A Blog by Jonathan Low

 

Dec 8, 2020

Why the Start Of Covid Vaccinations Matters Less Than Many Believe

Vaccines cannot reduce infections and deaths in the short term when a virus is exploding exponentially as it now is in the US. 

It's not that the vaccine is less effective, but that the growing number of patients offsets the number who have been inoculated. JL

David Leonhardt reports in the New York Times:

The vaccines will be much less effective at preventing death and illness in 2021 if  introduced into a population where the coronavirus is raging, as is now the case in the U.S. At the current level of infection in the U.S. (200,000 confirmed infections per day), a vaccine that is 95% effective, distributed at the expected pace, would still, in the six months after it was introduced, 10 million Americans (infected), and 160,000 (dead in addition to the 250,000 already dead).

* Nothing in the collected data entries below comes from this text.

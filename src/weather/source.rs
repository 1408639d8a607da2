//! Harvest sources: anything that yields one harvest factor per round

use rand::{Rng, SeedableRng};
use rand_chacha::ChaCha8Rng;

use super::{HarvestFactor, WeatherProbabilities, WeatherProcess};
use crate::core::config::HarvestConfig;
use crate::core::error::ConfigError;
use crate::core::types::Round;

/// Offset between the deployment seed and the weather seed
pub const WEATHER_SEED_OFFSET: u64 = 1;

/// Produces the harvest factor shared by every harvesting node in a round.
///
/// The engine calls `factor_for` exactly once per round, in round order.
pub trait HarvestSource: Send {
    fn factor_for(&mut self, round: Round) -> HarvestFactor;

    /// Lowest factor this source can ever yield
    fn worst_case(&self) -> HarvestFactor;
}

impl<R: Rng + Send> HarvestSource for WeatherProcess<R> {
    fn factor_for(&mut self, _round: Round) -> HarvestFactor {
        self.draw()
    }

    fn worst_case(&self) -> HarvestFactor {
        self.probabilities().worst_factor()
    }
}

/// Deterministic daylight cycle: full charge for the first `daylight`
/// rounds of each `period`, nothing for the rest
#[derive(Debug, Clone, Copy, PartialEq, Eq)]
pub struct DayNightCycle {
    period: u32,
    daylight: u32,
}

impl DayNightCycle {
    pub fn new(period: u32, daylight: u32) -> Result<Self, ConfigError> {
        if period == 0 || daylight > period {
            return Err(ConfigError::InvalidDayNightCycle { period, daylight });
        }
        Ok(Self { period, daylight })
    }

    pub fn is_daytime(&self, round: Round) -> bool {
        round % self.period < self.daylight
    }
}

impl HarvestSource for DayNightCycle {
    fn factor_for(&mut self, round: Round) -> HarvestFactor {
        if self.is_daytime(round) {
            HarvestFactor::Full
        } else {
            HarvestFactor::None
        }
    }

    fn worst_case(&self) -> HarvestFactor {
        if self.daylight == self.period {
            HarvestFactor::Full
        } else {
            HarvestFactor::None
        }
    }
}

/// Same factor every round
#[derive(Debug, Clone, Copy, PartialEq, Eq)]
pub struct ConstantHarvest(pub HarvestFactor);

impl HarvestSource for ConstantHarvest {
    fn factor_for(&mut self, _round: Round) -> HarvestFactor {
        self.0
    }

    fn worst_case(&self) -> HarvestFactor {
        self.0
    }
}

/// Build the configured harvest source, seeding stochastic weather from `seed`
pub fn build_source(
    harvest: &HarvestConfig,
    probabilities: WeatherProbabilities,
    seed: u64,
) -> Result<Box<dyn HarvestSource>, ConfigError> {
    let source: Box<dyn HarvestSource> = match *harvest {
        HarvestConfig::Stochastic => {
            let rng = ChaCha8Rng::seed_from_u64(seed.wrapping_add(WEATHER_SEED_OFFSET));
            Box::new(WeatherProcess::new(probabilities, rng)?)
        }
        HarvestConfig::DayNight { period, daylight } => {
            Box::new(DayNightCycle::new(period, daylight)?)
        }
        HarvestConfig::Constant { factor } => Box::new(ConstantHarvest(factor)),
    };
    Ok(source)
}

The vaccine news continues to seem very encouraging. Britain started its mass vaccination effort today, and the U.S. isn’t far behind.

But there is still one dark cloud hanging over the vaccines that many people don’t yet understand.


The vaccines will be much less effective at preventing death and illness in 2021 if they are introduced into a population where the coronavirus is raging — as is now the case in the U.S. That’s the central argument of a new paper in the journal Health Affairs. (One of the authors is Dr. Rochelle Walensky of Massachusetts General Hospital, whom President-elect Joe Biden has chosen to run the Centers for Disease Control and Prevention.)

An analogy may be helpful here. A vaccine is like a fire hose. A vaccine that’s 95 percent effective, as Moderna’s and Pfizer’s versions appear to be, is a powerful fire hose. But the size of a fire is still a bigger determinant of how much destruction occurs.

I asked the authors of the Health Affairs study to put their findings into terms that we nonscientists could understand, and they were kind enough to do so. The estimates are fairly stunning:

  • At the current level of infection in the U.S. (about 200,000 confirmed new infections per day), a vaccine that is 95 percent effective — distributed at the expected pace — would still leave a terrible toll in the six months after it was introduced. Almost 10 million or so Americans would contract the virus, and more than 160,000 would die.

  • This is far worse than the toll in an alternate universe in which the vaccine was only 50 percent effective but the U.S. had reduced the infection rate to its level in early September (about 35,000 new daily cases). In that scenario, the death toll in the next six months would be kept to about 60,000.

It’s worth pausing for a moment on this comparison, because it’s deeply counterintuitive. If the U.S. had maintained its infection rate from September and Moderna and Pfizer had announced this fall that their vaccines were only 50 percent effective, a lot of people would have freaked out.

But the reality we have is actually worse.

How could this be? No vaccine can eliminate a pandemic immediately, just as no fire hose can put out a forest fire. While the vaccine is being distributed, the virus continues to do damage. “Bluntly stated, we’ll get out of this pandemic faster if we give the vaccine less work to do,” A. David Paltiel, one of the Health Affairs authors and a professor at the Yale School of Public Health, told me.

There is one positive way to look at this: Measures that reduce the virus’s spread — like mask-wearing, social distancing and rapid-result testing — can still have profound consequences. They can save more than 100,000 lives in coming months.